:: Input for this task ::
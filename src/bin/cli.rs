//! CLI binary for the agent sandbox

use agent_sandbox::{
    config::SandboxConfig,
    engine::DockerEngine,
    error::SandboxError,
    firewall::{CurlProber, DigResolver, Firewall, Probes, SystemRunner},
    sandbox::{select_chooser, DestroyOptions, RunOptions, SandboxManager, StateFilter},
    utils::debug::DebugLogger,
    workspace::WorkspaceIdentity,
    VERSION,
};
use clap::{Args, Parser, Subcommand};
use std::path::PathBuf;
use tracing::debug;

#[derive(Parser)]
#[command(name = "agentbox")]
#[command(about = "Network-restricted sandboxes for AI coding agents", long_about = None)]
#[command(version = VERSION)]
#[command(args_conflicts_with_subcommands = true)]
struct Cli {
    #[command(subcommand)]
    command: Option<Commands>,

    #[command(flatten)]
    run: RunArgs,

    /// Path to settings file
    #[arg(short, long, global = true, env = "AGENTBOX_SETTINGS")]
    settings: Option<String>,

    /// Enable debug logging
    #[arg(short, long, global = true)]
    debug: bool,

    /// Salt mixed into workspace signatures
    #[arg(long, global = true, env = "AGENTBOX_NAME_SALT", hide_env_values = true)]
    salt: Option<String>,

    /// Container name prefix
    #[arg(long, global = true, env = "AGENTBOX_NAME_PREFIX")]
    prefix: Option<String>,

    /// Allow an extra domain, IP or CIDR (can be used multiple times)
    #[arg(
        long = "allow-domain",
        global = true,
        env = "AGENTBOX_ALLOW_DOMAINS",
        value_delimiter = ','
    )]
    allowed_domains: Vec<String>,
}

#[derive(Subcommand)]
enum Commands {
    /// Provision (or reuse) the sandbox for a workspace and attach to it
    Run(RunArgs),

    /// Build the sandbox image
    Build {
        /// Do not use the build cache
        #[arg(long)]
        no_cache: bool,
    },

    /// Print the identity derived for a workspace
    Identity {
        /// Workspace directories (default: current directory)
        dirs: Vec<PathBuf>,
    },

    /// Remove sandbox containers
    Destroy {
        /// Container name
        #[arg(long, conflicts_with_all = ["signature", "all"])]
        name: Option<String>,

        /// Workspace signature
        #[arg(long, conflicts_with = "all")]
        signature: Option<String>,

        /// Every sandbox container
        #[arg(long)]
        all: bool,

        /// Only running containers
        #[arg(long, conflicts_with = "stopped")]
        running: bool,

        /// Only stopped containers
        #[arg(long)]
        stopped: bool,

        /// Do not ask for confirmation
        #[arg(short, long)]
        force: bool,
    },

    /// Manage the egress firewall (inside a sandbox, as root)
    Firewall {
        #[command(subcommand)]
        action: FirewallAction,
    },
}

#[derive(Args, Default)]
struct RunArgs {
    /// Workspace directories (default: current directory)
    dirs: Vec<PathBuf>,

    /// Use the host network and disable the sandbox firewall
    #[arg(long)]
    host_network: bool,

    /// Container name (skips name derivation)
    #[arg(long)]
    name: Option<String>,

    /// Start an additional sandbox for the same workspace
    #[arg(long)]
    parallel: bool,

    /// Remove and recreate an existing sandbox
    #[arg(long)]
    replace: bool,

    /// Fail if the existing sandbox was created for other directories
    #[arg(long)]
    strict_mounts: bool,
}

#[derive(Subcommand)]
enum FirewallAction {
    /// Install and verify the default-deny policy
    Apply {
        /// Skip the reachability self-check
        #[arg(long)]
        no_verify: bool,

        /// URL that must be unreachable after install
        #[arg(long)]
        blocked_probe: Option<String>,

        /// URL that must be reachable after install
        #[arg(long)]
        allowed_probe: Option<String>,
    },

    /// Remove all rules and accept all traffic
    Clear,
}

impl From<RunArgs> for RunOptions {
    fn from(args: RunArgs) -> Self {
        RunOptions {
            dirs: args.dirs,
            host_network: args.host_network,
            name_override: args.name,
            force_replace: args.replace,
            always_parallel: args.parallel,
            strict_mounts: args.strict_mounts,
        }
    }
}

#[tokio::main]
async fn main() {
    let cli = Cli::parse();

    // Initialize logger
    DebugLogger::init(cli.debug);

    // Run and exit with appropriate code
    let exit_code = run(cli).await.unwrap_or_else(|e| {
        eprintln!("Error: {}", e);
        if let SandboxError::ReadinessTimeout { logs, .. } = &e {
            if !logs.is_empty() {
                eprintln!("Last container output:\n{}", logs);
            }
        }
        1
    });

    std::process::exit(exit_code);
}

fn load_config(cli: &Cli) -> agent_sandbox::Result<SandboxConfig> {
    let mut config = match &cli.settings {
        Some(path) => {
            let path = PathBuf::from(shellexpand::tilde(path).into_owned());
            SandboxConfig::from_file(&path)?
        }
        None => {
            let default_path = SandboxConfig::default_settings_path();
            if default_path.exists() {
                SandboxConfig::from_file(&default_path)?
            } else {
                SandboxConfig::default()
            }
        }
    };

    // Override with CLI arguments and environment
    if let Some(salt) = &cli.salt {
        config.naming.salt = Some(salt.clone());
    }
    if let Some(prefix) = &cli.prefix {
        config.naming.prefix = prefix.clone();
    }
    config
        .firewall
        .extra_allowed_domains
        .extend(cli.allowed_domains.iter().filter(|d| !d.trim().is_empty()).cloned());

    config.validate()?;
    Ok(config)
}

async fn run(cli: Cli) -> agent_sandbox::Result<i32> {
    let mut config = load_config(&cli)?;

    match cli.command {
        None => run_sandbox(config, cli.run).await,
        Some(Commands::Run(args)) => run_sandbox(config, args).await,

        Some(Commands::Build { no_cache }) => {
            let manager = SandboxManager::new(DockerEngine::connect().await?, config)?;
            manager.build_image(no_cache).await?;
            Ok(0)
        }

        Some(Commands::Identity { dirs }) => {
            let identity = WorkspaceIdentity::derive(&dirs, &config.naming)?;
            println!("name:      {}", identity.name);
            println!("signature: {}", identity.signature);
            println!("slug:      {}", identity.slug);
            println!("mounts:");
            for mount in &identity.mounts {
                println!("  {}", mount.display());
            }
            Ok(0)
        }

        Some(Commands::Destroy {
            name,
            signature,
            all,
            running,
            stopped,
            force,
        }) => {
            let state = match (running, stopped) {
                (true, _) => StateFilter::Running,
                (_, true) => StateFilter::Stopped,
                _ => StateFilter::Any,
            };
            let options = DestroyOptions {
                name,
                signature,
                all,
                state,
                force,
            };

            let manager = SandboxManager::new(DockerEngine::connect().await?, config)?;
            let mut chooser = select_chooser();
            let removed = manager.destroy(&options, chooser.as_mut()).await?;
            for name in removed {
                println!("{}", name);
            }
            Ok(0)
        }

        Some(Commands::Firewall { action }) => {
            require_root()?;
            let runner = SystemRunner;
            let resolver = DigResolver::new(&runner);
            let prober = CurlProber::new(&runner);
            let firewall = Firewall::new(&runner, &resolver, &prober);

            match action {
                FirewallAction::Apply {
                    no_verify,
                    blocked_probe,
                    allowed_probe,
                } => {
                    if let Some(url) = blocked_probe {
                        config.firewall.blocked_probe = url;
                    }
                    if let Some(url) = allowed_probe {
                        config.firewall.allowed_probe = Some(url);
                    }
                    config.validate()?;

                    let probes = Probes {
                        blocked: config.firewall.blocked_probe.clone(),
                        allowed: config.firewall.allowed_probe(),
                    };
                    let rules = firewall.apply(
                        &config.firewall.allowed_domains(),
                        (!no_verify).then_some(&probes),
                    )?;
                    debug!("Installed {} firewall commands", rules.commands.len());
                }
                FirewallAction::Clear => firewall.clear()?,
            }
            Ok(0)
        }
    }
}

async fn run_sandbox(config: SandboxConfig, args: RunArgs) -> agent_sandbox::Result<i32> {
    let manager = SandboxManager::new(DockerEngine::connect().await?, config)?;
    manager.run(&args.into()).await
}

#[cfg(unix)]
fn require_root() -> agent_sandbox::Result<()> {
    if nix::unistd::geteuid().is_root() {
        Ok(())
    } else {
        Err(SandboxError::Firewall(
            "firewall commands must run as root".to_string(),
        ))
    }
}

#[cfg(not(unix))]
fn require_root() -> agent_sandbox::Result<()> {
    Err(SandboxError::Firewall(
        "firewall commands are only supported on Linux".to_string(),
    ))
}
--
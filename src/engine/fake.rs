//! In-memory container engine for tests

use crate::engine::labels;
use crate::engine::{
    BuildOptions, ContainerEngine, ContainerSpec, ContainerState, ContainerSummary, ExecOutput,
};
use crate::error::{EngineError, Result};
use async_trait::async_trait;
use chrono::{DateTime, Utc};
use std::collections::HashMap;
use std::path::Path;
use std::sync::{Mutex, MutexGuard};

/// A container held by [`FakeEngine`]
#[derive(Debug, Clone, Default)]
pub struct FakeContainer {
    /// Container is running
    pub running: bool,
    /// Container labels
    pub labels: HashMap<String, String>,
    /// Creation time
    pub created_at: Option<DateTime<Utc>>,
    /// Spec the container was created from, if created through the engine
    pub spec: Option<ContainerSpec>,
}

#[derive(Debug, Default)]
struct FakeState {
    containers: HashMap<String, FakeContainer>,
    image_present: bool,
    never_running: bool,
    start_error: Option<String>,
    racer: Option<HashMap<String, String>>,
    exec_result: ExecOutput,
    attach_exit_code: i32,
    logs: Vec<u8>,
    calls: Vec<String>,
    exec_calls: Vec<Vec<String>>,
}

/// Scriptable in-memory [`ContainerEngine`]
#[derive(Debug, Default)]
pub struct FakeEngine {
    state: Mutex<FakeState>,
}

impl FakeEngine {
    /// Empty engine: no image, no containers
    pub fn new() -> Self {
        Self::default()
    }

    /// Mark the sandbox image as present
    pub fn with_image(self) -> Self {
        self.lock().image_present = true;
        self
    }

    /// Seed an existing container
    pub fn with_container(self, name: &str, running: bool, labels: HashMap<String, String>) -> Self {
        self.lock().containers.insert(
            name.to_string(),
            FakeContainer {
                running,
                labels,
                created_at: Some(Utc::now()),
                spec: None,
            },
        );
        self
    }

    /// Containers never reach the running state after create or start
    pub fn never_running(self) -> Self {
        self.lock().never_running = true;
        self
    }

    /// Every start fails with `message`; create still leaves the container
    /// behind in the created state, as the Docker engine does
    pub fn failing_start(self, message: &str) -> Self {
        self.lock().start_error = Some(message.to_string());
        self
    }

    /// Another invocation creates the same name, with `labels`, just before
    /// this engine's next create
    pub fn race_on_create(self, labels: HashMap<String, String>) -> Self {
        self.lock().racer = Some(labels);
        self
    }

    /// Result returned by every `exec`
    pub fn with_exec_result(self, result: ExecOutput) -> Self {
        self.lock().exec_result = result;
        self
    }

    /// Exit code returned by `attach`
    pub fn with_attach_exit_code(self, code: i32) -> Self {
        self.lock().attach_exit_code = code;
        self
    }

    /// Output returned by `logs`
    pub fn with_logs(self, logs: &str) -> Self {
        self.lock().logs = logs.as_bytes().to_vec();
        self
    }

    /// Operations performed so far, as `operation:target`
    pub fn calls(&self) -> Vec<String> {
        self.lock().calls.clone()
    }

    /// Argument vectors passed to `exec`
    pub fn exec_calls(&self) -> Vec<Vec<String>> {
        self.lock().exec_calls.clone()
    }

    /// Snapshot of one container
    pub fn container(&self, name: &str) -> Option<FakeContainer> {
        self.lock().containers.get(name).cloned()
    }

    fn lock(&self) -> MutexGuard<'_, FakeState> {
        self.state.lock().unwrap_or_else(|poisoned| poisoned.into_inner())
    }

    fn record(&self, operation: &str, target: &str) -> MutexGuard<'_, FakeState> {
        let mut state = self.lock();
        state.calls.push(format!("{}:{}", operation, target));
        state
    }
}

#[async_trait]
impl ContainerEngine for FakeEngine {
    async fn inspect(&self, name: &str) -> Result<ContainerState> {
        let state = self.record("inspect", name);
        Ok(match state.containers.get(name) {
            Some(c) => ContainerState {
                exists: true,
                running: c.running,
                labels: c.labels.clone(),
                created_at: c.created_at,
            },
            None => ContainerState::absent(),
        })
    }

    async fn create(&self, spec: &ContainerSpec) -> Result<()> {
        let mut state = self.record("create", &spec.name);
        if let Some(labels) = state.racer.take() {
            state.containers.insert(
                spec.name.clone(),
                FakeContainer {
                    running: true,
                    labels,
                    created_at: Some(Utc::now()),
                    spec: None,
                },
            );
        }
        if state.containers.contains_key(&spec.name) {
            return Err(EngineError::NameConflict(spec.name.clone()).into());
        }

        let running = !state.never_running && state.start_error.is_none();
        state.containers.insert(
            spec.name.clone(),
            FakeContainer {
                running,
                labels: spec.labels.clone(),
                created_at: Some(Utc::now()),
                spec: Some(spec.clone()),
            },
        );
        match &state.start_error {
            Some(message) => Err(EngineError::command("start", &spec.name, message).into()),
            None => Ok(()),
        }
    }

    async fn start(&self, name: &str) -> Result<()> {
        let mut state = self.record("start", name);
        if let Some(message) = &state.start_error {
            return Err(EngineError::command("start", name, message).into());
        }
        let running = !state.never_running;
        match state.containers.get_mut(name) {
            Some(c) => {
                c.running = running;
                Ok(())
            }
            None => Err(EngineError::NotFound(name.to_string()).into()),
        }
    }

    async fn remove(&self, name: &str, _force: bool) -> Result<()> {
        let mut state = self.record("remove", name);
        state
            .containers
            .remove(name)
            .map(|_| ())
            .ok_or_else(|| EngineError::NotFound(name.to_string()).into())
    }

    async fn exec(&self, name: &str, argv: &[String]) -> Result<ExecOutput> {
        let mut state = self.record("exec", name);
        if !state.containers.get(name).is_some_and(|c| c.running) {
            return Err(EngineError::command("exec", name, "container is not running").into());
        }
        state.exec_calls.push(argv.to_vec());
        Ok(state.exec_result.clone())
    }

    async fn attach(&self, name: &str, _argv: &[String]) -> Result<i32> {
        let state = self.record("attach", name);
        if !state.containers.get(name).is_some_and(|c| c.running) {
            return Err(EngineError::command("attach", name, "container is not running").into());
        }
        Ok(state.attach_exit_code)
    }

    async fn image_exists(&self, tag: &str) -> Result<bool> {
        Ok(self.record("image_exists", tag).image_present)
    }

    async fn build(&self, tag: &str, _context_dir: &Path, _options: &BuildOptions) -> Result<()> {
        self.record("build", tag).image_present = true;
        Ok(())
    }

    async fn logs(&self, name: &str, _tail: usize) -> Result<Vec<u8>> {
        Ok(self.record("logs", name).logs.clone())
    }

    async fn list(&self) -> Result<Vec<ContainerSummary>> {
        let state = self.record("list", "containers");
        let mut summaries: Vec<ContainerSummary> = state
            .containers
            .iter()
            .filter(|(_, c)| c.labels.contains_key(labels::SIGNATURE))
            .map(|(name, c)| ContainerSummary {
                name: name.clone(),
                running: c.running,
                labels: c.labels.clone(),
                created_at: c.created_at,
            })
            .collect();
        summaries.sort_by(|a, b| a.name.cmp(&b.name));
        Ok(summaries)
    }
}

:: Task to complete ::
Please go through the data and copy each line containing the word "DigResolver".

:: Completed exercise ::
    firewall::{CurlProber, DigResolver, Firewall, Probes, SystemRunner},
            let resolver = DigResolver::new(&runner);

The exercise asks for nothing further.